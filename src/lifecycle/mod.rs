//! Lifecycle management subsystem.
//!
//! # Data Flow
//! ```text
//! Shutdown (shutdown.rs):
//!     trigger → every ShutdownSignal resolves → server drains and exits
//!
//! Signals (signals.rs):
//!     SIGTERM/SIGINT → Trigger graceful shutdown
//! ```

pub mod shutdown;
pub mod signals;

pub use shutdown::{Shutdown, ShutdownSignal};
pub use signals::wait_for_shutdown;
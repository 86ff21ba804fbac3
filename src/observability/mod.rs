//! Observability subsystem.
//!
//! # Data Flow
//! ```text
//! routing / config / http produce:
//!     → logging.rs (structured log events)
//!     → metrics.rs (counters, gauges, histograms)
//!
//! Consumers:
//!     → Log aggregation (stdout)
//!     → Metrics endpoint (Prometheus scrape)
//! ```

pub mod logging;
pub mod metrics;
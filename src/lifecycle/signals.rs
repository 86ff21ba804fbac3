//! OS signal handling.
//!
//! SIGINT (Ctrl+C) and, on Unix, SIGTERM both trigger graceful shutdown.

use crate::lifecycle::shutdown::Shutdown;

/// Wait for a termination signal, then trigger `shutdown`.
pub async fn wait_for_shutdown(shutdown: &Shutdown) {
    let ctrl_c = async {
        if let Err(e) = tokio::signal::ctrl_c().await {
            tracing::error!(error = %e, "Failed to install Ctrl+C handler");
            std::future::pending::<()>().await;
        }
    };

    #[cfg(unix)]
    let terminate = async {
        use tokio::signal::unix::{signal, SignalKind};
        match signal(SignalKind::terminate()) {
            Ok(mut sig) => {
                sig.recv().await;
            }
            Err(e) => {
                tracing::error!(error = %e, "Failed to install SIGTERM handler");
                std::future::pending::<()>().await;
            }
        }
    };

    #[cfg(not(unix))]
    let terminate = std::future::pending::<()>();

    tokio::select! {
        _ = ctrl_c => {},
        _ = terminate => {},
    }

    tracing::info!("Shutdown signal received");
    shutdown.trigger();
}
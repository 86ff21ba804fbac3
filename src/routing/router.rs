//! Route lookup and dispatch.
//!
//! # Responsibilities
//! - Store compiled routes
//! - Enumerate host/path candidates for a request
//! - Clear candidates whose header rules fail
//! - Pick the single most specific eligible route, or explicit no-match
//!
//! # Design Decisions
//! - Immutable after construction (thread-safe without locks)
//! - O(n) candidate scan (acceptable for typical route counts)
//! - A route with malformed header rules is rejected alone; the rest build
//! - Rebuilds reuse unchanged routes so reload diffs stay cheap to compute

use std::cmp::Ordering;
use std::collections::{HashMap, HashSet};
use std::sync::Arc;

use axum::http::{header, Request};
use thiserror::Error;

use crate::config::schema::RouteConfig;
use crate::routing::matcher::{is_eligible, HeaderSource, HostMatcher, PathPrefixMatcher};
use crate::routing::rule::{rules_equal, HeaderRuleSet, RuleError};
use crate::routing::specificity::compare_specificity;

/// Errors raised while building a single route.
#[derive(Debug, Clone, PartialEq, Eq, Error)]
pub enum RouteBuildError {
    #[error("route `{route}`: header rule #{index}: {source}")]
    InvalidHeaderRule {
        route: String,
        index: usize,
        #[source]
        source: RuleError,
    },
}

impl RouteBuildError {
    pub fn route(&self) -> &str {
        match self {
            RouteBuildError::InvalidHeaderRule { route, .. } => route,
        }
    }
}

/// A compiled, immutable route.
#[derive(Debug)]
pub struct Route {
    name: String,
    host: Option<HostMatcher>,
    path_prefix: Option<PathPrefixMatcher>,
    cluster: String,
    priority: u32,
    headers: HeaderRuleSet,
}

impl Route {
    /// Compile a route definition, validating its header rules.
    pub fn from_config(config: &RouteConfig) -> Result<Self, RouteBuildError> {
        let headers = config
            .headers
            .iter()
            .enumerate()
            .map(|(index, rule)| {
                rule.build().map_err(|source| RouteBuildError::InvalidHeaderRule {
                    route: config.name.clone(),
                    index,
                    source,
                })
            })
            .collect::<Result<HeaderRuleSet, _>>()?;

        Ok(Self {
            name: config.name.clone(),
            host: config.host.as_deref().map(HostMatcher::new),
            path_prefix: config.path_prefix.as_deref().map(PathPrefixMatcher::new),
            cluster: config.cluster.clone(),
            priority: config.priority,
            headers,
        })
    }

    pub fn name(&self) -> &str {
        &self.name
    }

    pub fn cluster(&self) -> &str {
        &self.cluster
    }

    pub fn priority(&self) -> u32 {
        self.priority
    }

    pub fn host(&self) -> Option<&str> {
        self.host.as_ref().map(HostMatcher::host)
    }

    pub fn path_prefix(&self) -> Option<&str> {
        self.path_prefix.as_ref().map(PathPrefixMatcher::prefix)
    }

    pub fn headers(&self) -> &HeaderRuleSet {
        &self.headers
    }

    /// Host and path conditions, the part matched before header rules.
    pub fn matches_location(&self, host: Option<&str>, path: &str) -> bool {
        self.host.as_ref().map_or(true, |m| m.matches(host))
            && self.path_prefix.as_ref().map_or(true, |m| m.matches(path))
    }

    /// True when both routes would dispatch identically.
    pub fn same_definition(&self, other: &Route) -> bool {
        self.name == other.name
            && self.host() == other.host()
            && self.path_prefix() == other.path_prefix()
            && self.cluster == other.cluster
            && self.priority == other.priority
            && rules_equal(self.headers.as_slice(), other.headers.as_slice())
    }

    fn path_len(&self) -> usize {
        self.path_prefix().map_or(0, str::len)
    }
}

/// A route under consideration for one request.
#[derive(Debug, Clone)]
pub struct Candidate<'t> {
    pub route: &'t Arc<Route>,
    /// Declaration index in the table; the last-resort tie-break.
    pub ordinal: usize,
    pub eligible: bool,
}

/// Orders two candidates by preference. `Greater` means `a` wins.
///
/// Priority, then longer path prefix, then host-specific, then header
/// specificity, then earlier declaration.
pub fn compare_candidates(a: &Candidate<'_>, b: &Candidate<'_>) -> Ordering {
    let (ra, rb) = (a.route, b.route);
    ra.priority
        .cmp(&rb.priority)
        .then_with(|| ra.path_len().cmp(&rb.path_len()))
        .then_with(|| ra.host.is_some().cmp(&rb.host.is_some()))
        .then_with(|| compare_specificity(&ra.headers, &rb.headers))
        .then_with(|| b.ordinal.cmp(&a.ordinal))
}

/// Clear `eligible` on every candidate whose header rules fail.
pub fn apply_header_rules<H>(candidates: &mut [Candidate<'_>], headers: &H)
where
    H: HeaderSource + ?Sized,
{
    for candidate in candidates.iter_mut().filter(|c| c.eligible) {
        if !is_eligible(headers, candidate.route.headers()) {
            candidate.eligible = false;
        }
    }
}

/// The best eligible candidate, if any.
pub fn pick_best<'t>(candidates: &[Candidate<'t>]) -> Option<&'t Arc<Route>> {
    candidates
        .iter()
        .filter(|c| c.eligible)
        .max_by(|a, b| compare_candidates(a, b))
        .map(|c| c.route)
}

/// Names of routes that changed between two table builds.
#[derive(Debug, Clone, Default, PartialEq, Eq)]
pub struct RouteDiff {
    pub added: Vec<String>,
    pub removed: Vec<String>,
    pub changed: Vec<String>,
    pub unchanged: Vec<String>,
}

impl RouteDiff {
    /// True when the new table dispatches exactly like the previous one.
    pub fn is_noop(&self) -> bool {
        self.added.is_empty() && self.removed.is_empty() && self.changed.is_empty()
    }
}

/// Outcome of building a route table.
#[derive(Debug)]
pub struct BuildReport {
    pub table: RouteTable,
    pub rejected: Vec<RouteBuildError>,
    pub diff: RouteDiff,
}

/// Immutable, ordered set of compiled routes.
#[derive(Debug, Default)]
pub struct RouteTable {
    routes: Vec<Arc<Route>>,
}

impl RouteTable {
    pub fn empty() -> Self {
        Self::default()
    }

    /// Build a table from scratch.
    pub fn from_config(configs: &[RouteConfig]) -> BuildReport {
        Self::rebuild(&Self::empty(), configs)
    }

    /// Build a table, reusing every route of `previous` whose definition is
    /// unchanged.
    pub fn rebuild(previous: &RouteTable, configs: &[RouteConfig]) -> BuildReport {
        let old: HashMap<&str, &Arc<Route>> =
            previous.routes.iter().map(|r| (r.name(), r)).collect();

        let mut routes = Vec::with_capacity(configs.len());
        let mut rejected = Vec::new();
        let mut diff = RouteDiff::default();

        for config in configs {
            let route = match Route::from_config(config) {
                Ok(route) => route,
                Err(e) => {
                    tracing::error!(route = %config.name, error = %e, "Route rejected");
                    rejected.push(e);
                    continue;
                }
            };

            match old.get(config.name.as_str()) {
                Some(existing) if existing.same_definition(&route) => {
                    diff.unchanged.push(route.name.clone());
                    routes.push(Arc::clone(existing));
                }
                Some(_) => {
                    diff.changed.push(route.name.clone());
                    routes.push(Arc::new(route));
                }
                None => {
                    diff.added.push(route.name.clone());
                    routes.push(Arc::new(route));
                }
            }
        }

        let kept: HashSet<&str> = routes.iter().map(|r| r.name()).collect();
        diff.removed = previous
            .routes
            .iter()
            .map(|r| r.name())
            .filter(|name| !kept.contains(name))
            .map(str::to_string)
            .collect();

        BuildReport {
            table: RouteTable { routes },
            rejected,
            diff,
        }
    }

    pub fn routes(&self) -> &[Arc<Route>] {
        &self.routes
    }

    pub fn len(&self) -> usize {
        self.routes.len()
    }

    pub fn is_empty(&self) -> bool {
        self.routes.is_empty()
    }

    pub fn get(&self, name: &str) -> Option<&Arc<Route>> {
        self.routes.iter().find(|r| r.name() == name)
    }

    /// Routes whose host and path conditions hold, all initially eligible.
    pub fn candidates(&self, host: Option<&str>, path: &str) -> Vec<Candidate<'_>> {
        self.routes
            .iter()
            .enumerate()
            .filter(|(_, route)| route.matches_location(host, path))
            .map(|(ordinal, route)| Candidate {
                route,
                ordinal,
                eligible: true,
            })
            .collect()
    }

    /// Candidates with header rules applied.
    pub fn evaluate<H>(&self, host: Option<&str>, path: &str, headers: &H) -> Vec<Candidate<'_>>
    where
        H: HeaderSource + ?Sized,
    {
        let mut candidates = self.candidates(host, path);
        apply_header_rules(&mut candidates, headers);
        candidates
    }

    /// Full dispatch: location, header eligibility, then specificity.
    pub fn select<H>(&self, host: Option<&str>, path: &str, headers: &H) -> Option<&Arc<Route>>
    where
        H: HeaderSource + ?Sized,
    {
        let candidates = self.evaluate(host, path, headers);
        let winner = pick_best(&candidates);
        tracing::trace!(
            path = %path,
            candidates = candidates.len(),
            eligible = candidates.iter().filter(|c| c.eligible).count(),
            route = winner.map(|r| r.name()),
            "Dispatch decision"
        );
        winner
    }

    /// Dispatch an HTTP request. Host comes from the Host header, falling
    /// back to the URI authority.
    pub fn match_request<B>(&self, req: &Request<B>) -> Option<&Arc<Route>> {
        let host = req
            .headers()
            .get(header::HOST)
            .and_then(|h| h.to_str().ok())
            .or_else(|| req.uri().authority().map(|a| a.as_str()));
        self.select(host, req.uri().path(), req)
    }
}
//! Configuration validation.
//!
//! # Responsibilities
//! - Semantic validation (serde handles syntactic)
//! - Check route identity (non-empty, unique names) and destinations
//! - Validate listener and metrics addresses
//!
//! # Design Decisions
//! - Returns all validation errors, not just first
//! - Validation is pure function: ProxyConfig → Result<(), Vec<ValidationError>>
//! - Header rules are validated per route when the table is built, so one
//!   bad rule costs only its own route

use std::collections::HashSet;
use std::net::SocketAddr;

use thiserror::Error;

use crate::config::schema::ProxyConfig;

#[derive(Debug, Clone, PartialEq, Eq, Error)]
pub enum ValidationError {
    #[error("route #{index} has an empty name")]
    EmptyRouteName { index: usize },

    #[error("route `{0}` is defined more than once")]
    DuplicateRoute(String),

    #[error("route `{0}` has no cluster")]
    MissingCluster(String),

    #[error("invalid {field} `{value}`")]
    InvalidAddress { field: &'static str, value: String },
}

/// Check `config` for every semantic error it contains.
pub fn validate_config(config: &ProxyConfig) -> Result<(), Vec<ValidationError>> {
    let mut errors = Vec::new();

    if config.listener.bind_address.parse::<SocketAddr>().is_err() {
        errors.push(ValidationError::InvalidAddress {
            field: "listener.bind_address",
            value: config.listener.bind_address.clone(),
        });
    }

    if config.observability.metrics_enabled
        && config.observability.metrics_address.parse::<SocketAddr>().is_err()
    {
        errors.push(ValidationError::InvalidAddress {
            field: "observability.metrics_address",
            value: config.observability.metrics_address.clone(),
        });
    }

    let mut seen = HashSet::new();
    for (index, route) in config.routes.iter().enumerate() {
        if route.name.trim().is_empty() {
            errors.push(ValidationError::EmptyRouteName { index });
            continue;
        }
        if !seen.insert(route.name.as_str()) {
            errors.push(ValidationError::DuplicateRoute(route.name.clone()));
        }
        if route.cluster.trim().is_empty() {
            errors.push(ValidationError::MissingCluster(route.name.clone()));
        }
    }

    if errors.is_empty() {
        Ok(())
    } else {
        Err(errors)
    }
}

__________

Each line of the data that includes "Clear" should be copied.

◆ **SOLUTION TO THIS PROBLEM**
//! - Clear candidates whose header rules fail
/// Clear `eligible` on every candidate whose header rules fail.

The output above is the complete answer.